Princess Diana, and Ken Rutherford and Jerry White, right, who together founded Landmine Survivors Network, now Survivor Corps, with two Bosnian survivors in July 1997.

Jerry White knows how to grab an audience’s attention. He takes off his leg and passes it around.

But that’s not to say he needed something that unusual to keep folks listening when the Nobel Peace Prize co-recipient talked at Hampton High School, the Hampton Community Center and the Ellis School last week. Everyone paid attention.

“I didn’t know there were hundreds of thousands of land mines left in Israel,” Mr. White said as he described how, at the age of 20 in 1984, he stepped on a land mine while hiking with two friends. “I was lucky because one of my friends knew how to tie a tourniquet and the two of them were strong enough to carry me out of there.”

The incident cost him the lower half of his right leg and severe wounds to his left leg. “We literally prayed our way out of the mine field,” he told the gathering at the community center.

Mr. White was a student in Israel when he had his accident, and spent the next six months in the country. Once again, he said he was lucky “because they have the best hospitals in the world.”

His sister Susan White, who lives in Hampton and was one of the reasons for his recent visit, said, “It was a life-changing experience for him.”

Mr. White told of feeling sorry for himself, an emotion that was quickly nipped in the bud by a stranger whose name he would never know.

“He walked in to see me, and was a double-amputee himself. When he asked me what had happened he said, ‘Do you still have your knee?’ That is important to be fitted with a prosthetic. ‘I said, yes. Then he asked if I could still have children, because that is a common injury with land mine accidents,” said Mr. White. “I told him, “I think so.’ Then he told me, ‘Then you just have a nose cold,’ and walked out of the room.”

From that experience, Mr. White said, he realized he lost his leg, not his life.

Years after his accident, Mr. White became a leader in the “International Campaign to Ban Land Mines,” which led to the 1997 Nobel Prize for Peace. Through his work, Mr. White has traveled worldwide, bringing attention to land mine accidents, including accompanying the late Princess Diana on her last humanitarian trip. “She had the ability to draw people in and really listen to them. She was so full of empathy, just a wonderful human being,” he said.

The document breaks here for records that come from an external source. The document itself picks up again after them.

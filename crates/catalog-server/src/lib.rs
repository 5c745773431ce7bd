//! The HTTP face of the item catalog: the GraphQL endpoint, the explorer page and the
//! CORS policy, served with graceful shutdown.

#![cfg_attr(test, allow(unused_crate_dependencies))]

mod cors;
mod error;
mod explorer;

use std::{net::SocketAddr, time::Duration};

use async_graphql_axum::GraphQL;
use axum::Router;
use catalog_upstream::{Fetcher, NativeFetcher};
use gateway_config::Config;
use tokio::signal;

pub use error::{Error, Result};

const EXPLORER_PATH: &str = "/";
const SHUTDOWN_GRACE_PERIOD: Duration = Duration::from_secs(3);

/// Start parameters for the catalog server.
pub struct ServeConfig {
    /// The address the server listens on.
    pub listen_address: SocketAddr,
    /// The gateway configuration, with command line overrides already applied.
    pub config: Config,
}

/// Starts the server and serves requests until a termination signal arrives.
pub async fn serve(ServeConfig { listen_address, config }: ServeConfig) -> crate::Result<()> {
    let upstream = config.upstream.url();
    tracing::info!("Forwarding catalog requests to {upstream}");

    let router = router(&config, NativeFetcher::runtime_fetcher(upstream))?;

    bind(listen_address, &config, router).await
}

/// The application routes: the GraphQL endpoint (GET and POST) at the configured path,
/// the explorer page at `/` if enabled, all behind the CORS layer.
pub fn router(config: &Config, fetcher: Fetcher) -> crate::Result<Router> {
    let path = config.graph.path();

    if !path.starts_with('/') {
        return Err(Error::GraphPath {
            path: path.to_string(),
            reason: "must start with a slash",
        });
    }

    if let Some(reason) = invalid_route(path) {
        return Err(Error::GraphPath {
            path: path.to_string(),
            reason,
        });
    }

    if config.graph.explorer && path == EXPLORER_PATH {
        return Err(Error::GraphPath {
            path: path.to_string(),
            reason: "the explorer is served at /, disable it or move the endpoint",
        });
    }

    let mut schema = catalog_schema::schema_builder(fetcher);

    if !config.graph.introspection {
        schema = schema.disable_introspection();
    }

    let mut router = Router::new().route_service(path, GraphQL::new(schema.finish()));

    if config.graph.explorer {
        router = router.route(EXPLORER_PATH, explorer::route(path));
    }

    Ok(router.layer(cors::generate(config.cors.clone())?))
}

/// Paths axum would read as a pattern or refuse to route.
fn invalid_route(path: &str) -> Option<&'static str> {
    if path.contains("//") {
        return Some("must not contain empty segments");
    }

    if path.contains(['*', ':', '{', '}']) {
        return Some("must be a literal path without `*`, `:`, `{` or `}`");
    }

    None
}

async fn bind(addr: SocketAddr, config: &Config, router: Router) -> crate::Result<()> {
    let app = router.into_make_service();

    let handle = axum_server::Handle::new();

    // Spawn a task to gracefully shutdown server.
    tokio::spawn(graceful_shutdown(handle.clone()));

    tracing::info!("GraphQL endpoint exposed at http://{addr}{}", config.graph.path());

    if config.graph.explorer {
        tracing::info!("Explorer available at http://{addr}{EXPLORER_PATH}");
    }

    axum_server::bind(addr)
        .handle(handle)
        .serve(app)
        .await
        .map_err(crate::Error::Server)
}

/// Waits for Ctrl+C or SIGTERM, then lets in-flight requests finish before stopping.
async fn graceful_shutdown(handle: axum_server::Handle) {
    let ctrl_c = async {
        if let Err(error) = signal::ctrl_c().await {
            tracing::error!("failed to install Ctrl+C handler: {error}");
            std::future::pending::<()>().await;
        }
    };

    #[cfg(unix)]
    let terminate = async {
        match signal::unix::signal(signal::unix::SignalKind::terminate()) {
            Ok(mut signal) => {
                signal.recv().await;
            }
            Err(error) => {
                tracing::error!("failed to install signal handler: {error}");
                std::future::pending::<()>().await;
            }
        }
    };

    #[cfg(not(unix))]
    let terminate = std::future::pending::<()>();

    tokio::select! {
        _ = ctrl_c => {},
        _ = terminate => {},
    }

    tracing::info!("Shutting down gracefully...");
    handle.graceful_shutdown(Some(SHUTDOWN_GRACE_PERIOD));
}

Today, he lives in Washington, D.C., with his wife and four children.

At the community center, Mr. White read from his recently released book, “I will not be Broken: Five Steps to Overcoming a Life Crisis.”

In the book, Mr. White chronicles his own story of survival and those of others who have survived war injuries, cancer, painful divorce and tragedies. “When people ask why I wrote this book, I tell them that I have traveled all over the world, meeting survivors of all types. I noticed that some survivors seem to have evolved and thought, ‘What could we all learn from these survivors? Why are they not like those survivors who seemed to have devolved?’”

His work also led Mr. White to co-found the nonprofit organization Survivor Corps, which is dedicated to helping all survivors of war.

“We started out as the Land mine Survivors Network, an organization to help victims of land mine accidents. But over the years, we realized there were other victims of war who needed assistance — child soldiers, war widows, and veterans,” he said.

The name change of the non-profit coincided with the release of Mr. White’s book, said Ricki Weisberg, communications manager for Survivor Corps. All net proceeds from the sale of the book go to Survivor Corps.

An important component of Survivor Corps is a support network for U.S. veterans returning from conflict. “We found that once they were through medical services, these men and women needed something else. Rehabilitation also happens inside, but they weren’t seeking the services they needed to heal that way.”

After the presentation at Hampton High School, 15-year-old sophomore, Jessica Iwasaki, said, “I learned that being a survivor doesn’t mean you have to lose your leg or something that big. Being a survivor can mean surviving a little thing.”

Because Jessica is a native of Japan who moved to the United States when she was 7 and did not know English, she can relate to some of Mr. White’s struggles. “He really went through a lot and shared so much with us. I learned that you shouldn’t live in the past,” she said. “He was so inspirational.”

In addition to his presentations to students and community members, Mr. White is meeting with people who work with veterans throughout the country, including in Pennsylvania.

“We have discovered that what they are doing in one place isn’t necessarily what they are doing in another, so we want to see what is working, and try to coordinate it.”

Peer networks are a big part of Survivor Corps, according to Mr. White. “All survivors that we meet have something to share and we have found that survivors learn from other survivors. That is why the peer networks are so important” he said.